What to do: The job is to find each line in the entries holding the string "everything" and copy that line.

Material provided:
Segment Open

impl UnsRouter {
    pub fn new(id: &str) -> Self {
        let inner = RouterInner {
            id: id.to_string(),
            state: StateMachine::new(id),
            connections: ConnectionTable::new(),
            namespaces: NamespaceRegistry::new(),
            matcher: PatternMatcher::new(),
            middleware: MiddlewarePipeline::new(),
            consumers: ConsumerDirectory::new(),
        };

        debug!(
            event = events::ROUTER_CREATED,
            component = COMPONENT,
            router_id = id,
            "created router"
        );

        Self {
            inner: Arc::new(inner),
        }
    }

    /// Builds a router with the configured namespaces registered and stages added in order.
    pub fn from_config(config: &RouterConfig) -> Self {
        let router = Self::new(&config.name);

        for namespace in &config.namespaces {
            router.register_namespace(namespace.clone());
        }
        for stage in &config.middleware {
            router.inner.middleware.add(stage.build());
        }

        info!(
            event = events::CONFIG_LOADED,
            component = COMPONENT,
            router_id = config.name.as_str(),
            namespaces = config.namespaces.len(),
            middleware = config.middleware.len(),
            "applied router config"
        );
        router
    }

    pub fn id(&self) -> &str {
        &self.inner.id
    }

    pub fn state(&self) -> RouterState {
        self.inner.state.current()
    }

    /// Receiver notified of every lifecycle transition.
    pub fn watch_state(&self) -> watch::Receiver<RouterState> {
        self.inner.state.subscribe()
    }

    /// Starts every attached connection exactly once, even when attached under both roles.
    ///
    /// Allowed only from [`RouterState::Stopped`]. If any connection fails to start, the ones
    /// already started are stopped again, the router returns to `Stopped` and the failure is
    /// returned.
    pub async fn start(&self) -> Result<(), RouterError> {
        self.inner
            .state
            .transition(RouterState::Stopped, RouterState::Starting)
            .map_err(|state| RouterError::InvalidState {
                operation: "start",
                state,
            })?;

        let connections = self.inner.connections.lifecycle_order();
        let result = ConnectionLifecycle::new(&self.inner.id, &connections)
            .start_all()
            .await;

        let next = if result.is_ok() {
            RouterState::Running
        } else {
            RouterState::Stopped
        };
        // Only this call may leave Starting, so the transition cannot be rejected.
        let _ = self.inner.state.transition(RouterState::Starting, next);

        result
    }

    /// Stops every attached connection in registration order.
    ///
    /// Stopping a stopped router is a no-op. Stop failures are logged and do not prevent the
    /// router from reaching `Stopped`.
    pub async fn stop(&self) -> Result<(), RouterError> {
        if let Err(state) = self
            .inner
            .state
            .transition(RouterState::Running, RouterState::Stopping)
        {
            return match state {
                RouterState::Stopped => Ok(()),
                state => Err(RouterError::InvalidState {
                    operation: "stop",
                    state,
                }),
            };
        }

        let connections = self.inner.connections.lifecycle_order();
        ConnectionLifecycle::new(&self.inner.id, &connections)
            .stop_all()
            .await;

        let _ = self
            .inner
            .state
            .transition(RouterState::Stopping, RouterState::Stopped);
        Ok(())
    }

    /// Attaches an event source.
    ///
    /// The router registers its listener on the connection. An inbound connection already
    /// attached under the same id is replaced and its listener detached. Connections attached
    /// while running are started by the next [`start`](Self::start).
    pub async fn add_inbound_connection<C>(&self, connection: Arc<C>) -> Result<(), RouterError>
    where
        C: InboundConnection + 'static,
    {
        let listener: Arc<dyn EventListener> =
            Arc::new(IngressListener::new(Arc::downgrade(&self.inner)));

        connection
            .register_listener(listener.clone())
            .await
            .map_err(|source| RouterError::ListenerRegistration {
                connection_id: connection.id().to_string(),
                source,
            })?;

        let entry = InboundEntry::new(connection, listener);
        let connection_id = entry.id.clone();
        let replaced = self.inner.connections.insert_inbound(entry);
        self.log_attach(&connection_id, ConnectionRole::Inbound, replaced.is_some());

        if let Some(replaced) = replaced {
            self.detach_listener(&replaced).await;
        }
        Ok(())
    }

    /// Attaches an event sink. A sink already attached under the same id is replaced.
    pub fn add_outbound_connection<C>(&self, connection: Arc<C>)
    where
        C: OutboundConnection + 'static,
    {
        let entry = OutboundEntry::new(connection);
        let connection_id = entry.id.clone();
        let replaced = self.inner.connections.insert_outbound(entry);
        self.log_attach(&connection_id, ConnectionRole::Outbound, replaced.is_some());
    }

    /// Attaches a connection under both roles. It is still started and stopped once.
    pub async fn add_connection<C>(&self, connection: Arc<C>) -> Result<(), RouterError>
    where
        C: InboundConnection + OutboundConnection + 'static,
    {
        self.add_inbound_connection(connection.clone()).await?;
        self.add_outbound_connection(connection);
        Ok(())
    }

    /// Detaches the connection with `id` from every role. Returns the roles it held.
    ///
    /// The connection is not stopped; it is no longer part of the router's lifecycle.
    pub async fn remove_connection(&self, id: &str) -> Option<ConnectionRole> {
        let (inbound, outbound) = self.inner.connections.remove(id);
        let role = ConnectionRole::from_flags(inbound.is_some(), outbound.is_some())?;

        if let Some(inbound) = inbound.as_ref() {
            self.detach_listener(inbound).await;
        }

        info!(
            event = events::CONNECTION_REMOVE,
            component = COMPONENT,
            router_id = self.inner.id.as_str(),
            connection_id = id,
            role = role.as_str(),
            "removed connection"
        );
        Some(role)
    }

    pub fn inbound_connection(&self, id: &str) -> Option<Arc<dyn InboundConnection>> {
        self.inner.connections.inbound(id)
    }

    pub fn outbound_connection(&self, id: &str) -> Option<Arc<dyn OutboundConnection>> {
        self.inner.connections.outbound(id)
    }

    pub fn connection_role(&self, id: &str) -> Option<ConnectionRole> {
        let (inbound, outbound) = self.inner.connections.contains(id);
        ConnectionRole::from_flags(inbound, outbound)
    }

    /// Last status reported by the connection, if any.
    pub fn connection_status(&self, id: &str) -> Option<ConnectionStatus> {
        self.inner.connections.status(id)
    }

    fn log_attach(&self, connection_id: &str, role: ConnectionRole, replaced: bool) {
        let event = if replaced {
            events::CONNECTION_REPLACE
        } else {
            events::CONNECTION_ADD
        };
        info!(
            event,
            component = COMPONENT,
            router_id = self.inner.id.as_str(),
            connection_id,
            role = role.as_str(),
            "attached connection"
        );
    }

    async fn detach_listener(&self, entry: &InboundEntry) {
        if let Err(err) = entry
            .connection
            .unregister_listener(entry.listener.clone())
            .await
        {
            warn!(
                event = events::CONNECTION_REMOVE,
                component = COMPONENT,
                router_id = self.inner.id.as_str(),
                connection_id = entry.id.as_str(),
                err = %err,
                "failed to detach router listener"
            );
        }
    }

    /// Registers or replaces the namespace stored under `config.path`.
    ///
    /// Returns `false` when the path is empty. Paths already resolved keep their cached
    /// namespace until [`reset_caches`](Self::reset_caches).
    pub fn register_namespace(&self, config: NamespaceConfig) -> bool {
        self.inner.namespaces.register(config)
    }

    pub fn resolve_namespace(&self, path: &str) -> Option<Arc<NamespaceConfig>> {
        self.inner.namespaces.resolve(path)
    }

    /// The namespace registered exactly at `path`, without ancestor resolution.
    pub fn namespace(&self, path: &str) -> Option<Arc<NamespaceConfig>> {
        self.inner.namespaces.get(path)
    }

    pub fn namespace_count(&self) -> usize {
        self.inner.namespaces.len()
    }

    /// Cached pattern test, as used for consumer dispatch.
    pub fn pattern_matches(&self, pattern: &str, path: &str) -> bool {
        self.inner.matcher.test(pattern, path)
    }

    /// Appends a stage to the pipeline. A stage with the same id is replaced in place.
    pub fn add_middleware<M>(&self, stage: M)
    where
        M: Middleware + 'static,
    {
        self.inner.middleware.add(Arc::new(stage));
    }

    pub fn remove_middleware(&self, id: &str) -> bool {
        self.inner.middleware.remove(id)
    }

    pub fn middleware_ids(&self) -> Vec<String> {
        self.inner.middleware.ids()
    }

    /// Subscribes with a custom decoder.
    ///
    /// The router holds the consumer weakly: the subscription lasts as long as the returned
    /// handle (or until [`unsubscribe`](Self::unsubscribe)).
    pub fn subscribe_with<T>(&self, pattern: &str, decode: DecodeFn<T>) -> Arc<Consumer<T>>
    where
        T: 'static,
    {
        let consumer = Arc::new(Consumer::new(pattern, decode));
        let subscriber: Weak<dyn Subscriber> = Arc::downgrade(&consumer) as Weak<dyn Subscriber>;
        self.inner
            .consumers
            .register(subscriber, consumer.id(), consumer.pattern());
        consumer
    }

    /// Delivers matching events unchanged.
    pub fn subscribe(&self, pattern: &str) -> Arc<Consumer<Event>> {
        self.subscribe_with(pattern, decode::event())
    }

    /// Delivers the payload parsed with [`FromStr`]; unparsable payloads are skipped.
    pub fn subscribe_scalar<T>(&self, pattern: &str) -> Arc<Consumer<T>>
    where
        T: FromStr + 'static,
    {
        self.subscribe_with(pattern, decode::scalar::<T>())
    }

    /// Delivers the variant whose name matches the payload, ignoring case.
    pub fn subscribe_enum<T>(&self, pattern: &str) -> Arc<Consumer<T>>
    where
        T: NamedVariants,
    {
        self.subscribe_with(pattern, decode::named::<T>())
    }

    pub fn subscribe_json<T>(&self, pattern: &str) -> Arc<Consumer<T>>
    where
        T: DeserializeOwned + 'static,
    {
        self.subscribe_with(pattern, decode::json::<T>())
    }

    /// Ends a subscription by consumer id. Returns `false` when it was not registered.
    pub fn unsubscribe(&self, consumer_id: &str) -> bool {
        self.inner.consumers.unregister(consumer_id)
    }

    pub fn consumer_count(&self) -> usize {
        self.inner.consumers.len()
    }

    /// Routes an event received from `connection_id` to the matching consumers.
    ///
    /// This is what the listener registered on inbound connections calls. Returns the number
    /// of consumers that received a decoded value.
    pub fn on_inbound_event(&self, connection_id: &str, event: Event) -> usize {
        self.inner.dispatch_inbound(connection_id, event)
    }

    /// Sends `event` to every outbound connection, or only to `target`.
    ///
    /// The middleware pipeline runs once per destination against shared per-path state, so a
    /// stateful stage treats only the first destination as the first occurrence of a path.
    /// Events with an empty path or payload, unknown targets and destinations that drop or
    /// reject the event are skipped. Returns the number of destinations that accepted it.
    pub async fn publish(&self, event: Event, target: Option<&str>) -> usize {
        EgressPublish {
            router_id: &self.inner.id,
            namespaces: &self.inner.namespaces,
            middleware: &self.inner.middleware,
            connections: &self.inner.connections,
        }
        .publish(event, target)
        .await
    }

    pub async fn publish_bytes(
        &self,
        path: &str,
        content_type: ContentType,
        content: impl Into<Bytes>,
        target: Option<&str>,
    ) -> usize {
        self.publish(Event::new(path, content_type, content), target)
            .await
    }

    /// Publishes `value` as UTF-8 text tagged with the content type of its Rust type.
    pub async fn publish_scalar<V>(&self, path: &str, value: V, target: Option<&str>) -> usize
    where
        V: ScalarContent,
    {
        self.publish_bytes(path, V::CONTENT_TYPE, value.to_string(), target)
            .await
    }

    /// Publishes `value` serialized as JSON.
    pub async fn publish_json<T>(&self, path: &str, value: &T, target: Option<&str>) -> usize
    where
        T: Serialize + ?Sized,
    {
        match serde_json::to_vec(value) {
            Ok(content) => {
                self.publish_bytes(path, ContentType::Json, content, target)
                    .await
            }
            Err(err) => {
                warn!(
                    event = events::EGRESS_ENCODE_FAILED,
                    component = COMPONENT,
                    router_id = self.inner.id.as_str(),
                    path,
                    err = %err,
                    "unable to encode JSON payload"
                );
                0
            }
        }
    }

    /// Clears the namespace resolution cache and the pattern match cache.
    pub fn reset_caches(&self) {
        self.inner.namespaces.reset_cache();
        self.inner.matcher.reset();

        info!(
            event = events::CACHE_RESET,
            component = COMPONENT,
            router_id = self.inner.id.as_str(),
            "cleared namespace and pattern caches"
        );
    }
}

Segment Closed
Segment Open

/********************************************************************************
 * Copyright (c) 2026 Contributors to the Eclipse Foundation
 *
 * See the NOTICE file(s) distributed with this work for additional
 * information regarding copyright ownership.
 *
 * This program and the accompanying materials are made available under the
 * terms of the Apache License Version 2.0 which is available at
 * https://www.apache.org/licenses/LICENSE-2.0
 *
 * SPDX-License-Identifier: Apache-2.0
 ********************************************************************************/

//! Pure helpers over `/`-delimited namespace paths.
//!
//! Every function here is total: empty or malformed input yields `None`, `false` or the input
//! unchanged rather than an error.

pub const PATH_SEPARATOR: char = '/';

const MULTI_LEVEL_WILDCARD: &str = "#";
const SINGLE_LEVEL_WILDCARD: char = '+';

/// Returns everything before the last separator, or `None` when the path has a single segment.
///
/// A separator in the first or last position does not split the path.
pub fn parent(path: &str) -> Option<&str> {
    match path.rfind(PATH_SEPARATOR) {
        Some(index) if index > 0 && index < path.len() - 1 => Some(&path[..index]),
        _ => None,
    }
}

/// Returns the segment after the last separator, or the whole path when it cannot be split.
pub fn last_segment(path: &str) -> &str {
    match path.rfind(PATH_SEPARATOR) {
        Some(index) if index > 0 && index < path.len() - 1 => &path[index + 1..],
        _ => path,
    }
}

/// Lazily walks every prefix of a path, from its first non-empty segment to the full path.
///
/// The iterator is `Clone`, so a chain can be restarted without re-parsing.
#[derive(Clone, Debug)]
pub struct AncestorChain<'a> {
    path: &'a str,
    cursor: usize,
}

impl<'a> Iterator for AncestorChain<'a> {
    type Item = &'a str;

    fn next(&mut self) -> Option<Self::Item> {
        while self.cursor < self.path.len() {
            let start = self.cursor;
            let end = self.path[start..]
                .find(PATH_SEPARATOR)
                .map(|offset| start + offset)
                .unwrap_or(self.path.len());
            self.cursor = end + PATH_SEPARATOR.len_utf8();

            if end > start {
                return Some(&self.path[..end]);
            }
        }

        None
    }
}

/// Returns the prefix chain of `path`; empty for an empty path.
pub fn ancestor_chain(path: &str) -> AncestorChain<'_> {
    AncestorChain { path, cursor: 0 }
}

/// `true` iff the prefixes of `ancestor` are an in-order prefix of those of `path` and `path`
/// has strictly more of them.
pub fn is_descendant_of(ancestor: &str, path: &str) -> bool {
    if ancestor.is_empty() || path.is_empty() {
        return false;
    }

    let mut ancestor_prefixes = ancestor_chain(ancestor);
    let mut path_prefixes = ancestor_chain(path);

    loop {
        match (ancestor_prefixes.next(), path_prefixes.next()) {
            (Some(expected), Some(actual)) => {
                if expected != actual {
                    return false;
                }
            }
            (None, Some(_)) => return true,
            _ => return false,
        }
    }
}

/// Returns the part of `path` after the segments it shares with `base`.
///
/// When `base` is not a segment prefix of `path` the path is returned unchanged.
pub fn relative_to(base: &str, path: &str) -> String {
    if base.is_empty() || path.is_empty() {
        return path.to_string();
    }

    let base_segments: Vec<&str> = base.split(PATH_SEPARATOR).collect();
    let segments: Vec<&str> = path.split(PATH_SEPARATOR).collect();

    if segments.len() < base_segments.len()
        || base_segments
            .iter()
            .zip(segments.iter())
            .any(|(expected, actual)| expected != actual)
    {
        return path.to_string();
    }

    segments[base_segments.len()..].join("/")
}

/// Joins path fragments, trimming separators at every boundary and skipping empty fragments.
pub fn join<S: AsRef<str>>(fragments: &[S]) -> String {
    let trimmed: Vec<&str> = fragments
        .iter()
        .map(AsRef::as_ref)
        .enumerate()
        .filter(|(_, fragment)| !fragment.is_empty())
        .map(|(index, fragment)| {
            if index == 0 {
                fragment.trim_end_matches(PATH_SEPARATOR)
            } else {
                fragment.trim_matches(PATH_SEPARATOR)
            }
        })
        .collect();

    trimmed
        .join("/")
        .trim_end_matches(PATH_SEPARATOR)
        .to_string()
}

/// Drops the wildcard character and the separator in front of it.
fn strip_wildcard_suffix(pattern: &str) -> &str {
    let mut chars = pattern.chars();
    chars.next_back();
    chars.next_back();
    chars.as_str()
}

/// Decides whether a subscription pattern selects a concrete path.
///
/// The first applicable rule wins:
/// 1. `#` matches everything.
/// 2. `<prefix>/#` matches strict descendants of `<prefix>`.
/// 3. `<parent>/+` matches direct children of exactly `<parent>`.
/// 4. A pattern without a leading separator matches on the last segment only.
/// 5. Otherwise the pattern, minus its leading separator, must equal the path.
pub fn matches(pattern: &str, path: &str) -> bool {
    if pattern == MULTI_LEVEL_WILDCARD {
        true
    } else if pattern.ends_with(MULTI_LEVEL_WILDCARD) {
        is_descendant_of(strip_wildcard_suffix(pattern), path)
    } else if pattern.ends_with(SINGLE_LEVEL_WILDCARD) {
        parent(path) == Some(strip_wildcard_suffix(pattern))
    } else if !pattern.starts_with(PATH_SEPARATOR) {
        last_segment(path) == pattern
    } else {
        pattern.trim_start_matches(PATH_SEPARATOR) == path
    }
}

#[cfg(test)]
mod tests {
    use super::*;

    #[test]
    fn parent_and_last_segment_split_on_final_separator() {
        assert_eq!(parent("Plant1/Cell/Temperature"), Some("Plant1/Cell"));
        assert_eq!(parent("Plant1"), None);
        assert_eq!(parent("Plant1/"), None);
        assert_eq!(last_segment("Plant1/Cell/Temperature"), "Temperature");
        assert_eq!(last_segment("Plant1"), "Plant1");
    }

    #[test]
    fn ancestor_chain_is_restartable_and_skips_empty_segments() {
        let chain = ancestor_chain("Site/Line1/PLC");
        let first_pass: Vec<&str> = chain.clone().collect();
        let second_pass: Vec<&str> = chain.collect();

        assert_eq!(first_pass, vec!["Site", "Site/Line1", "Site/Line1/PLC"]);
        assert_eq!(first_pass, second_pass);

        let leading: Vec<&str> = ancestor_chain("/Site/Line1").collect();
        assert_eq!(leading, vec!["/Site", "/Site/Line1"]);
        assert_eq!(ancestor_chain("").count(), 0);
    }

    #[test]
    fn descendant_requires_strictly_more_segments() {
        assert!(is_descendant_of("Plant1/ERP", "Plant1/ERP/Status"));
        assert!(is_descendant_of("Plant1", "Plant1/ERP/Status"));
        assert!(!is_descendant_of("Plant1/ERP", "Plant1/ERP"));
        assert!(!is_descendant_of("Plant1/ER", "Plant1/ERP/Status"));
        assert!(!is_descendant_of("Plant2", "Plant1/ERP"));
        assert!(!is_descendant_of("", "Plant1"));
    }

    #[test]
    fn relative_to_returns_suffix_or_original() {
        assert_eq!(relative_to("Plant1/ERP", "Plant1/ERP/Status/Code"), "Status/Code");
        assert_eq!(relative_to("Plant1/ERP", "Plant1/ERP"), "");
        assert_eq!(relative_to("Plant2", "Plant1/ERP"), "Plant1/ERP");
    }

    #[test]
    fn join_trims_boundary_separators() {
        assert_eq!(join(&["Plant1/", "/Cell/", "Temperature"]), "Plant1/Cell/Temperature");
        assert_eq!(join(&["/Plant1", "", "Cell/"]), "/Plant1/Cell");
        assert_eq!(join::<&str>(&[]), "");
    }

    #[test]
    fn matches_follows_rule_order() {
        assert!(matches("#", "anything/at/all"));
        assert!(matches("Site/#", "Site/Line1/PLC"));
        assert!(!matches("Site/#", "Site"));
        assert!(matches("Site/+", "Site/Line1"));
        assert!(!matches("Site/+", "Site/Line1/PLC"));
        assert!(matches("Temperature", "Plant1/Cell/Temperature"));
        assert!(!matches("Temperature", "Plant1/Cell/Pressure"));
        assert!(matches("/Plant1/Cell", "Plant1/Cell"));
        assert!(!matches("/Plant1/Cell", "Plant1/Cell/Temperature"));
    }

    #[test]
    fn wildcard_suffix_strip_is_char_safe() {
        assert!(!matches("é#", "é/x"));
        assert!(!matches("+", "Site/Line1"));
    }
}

Segment Closed

Exercise solution:
/// Returns everything before the last separator, or `None` when the path has a single segment.
/// 1. `#` matches everything.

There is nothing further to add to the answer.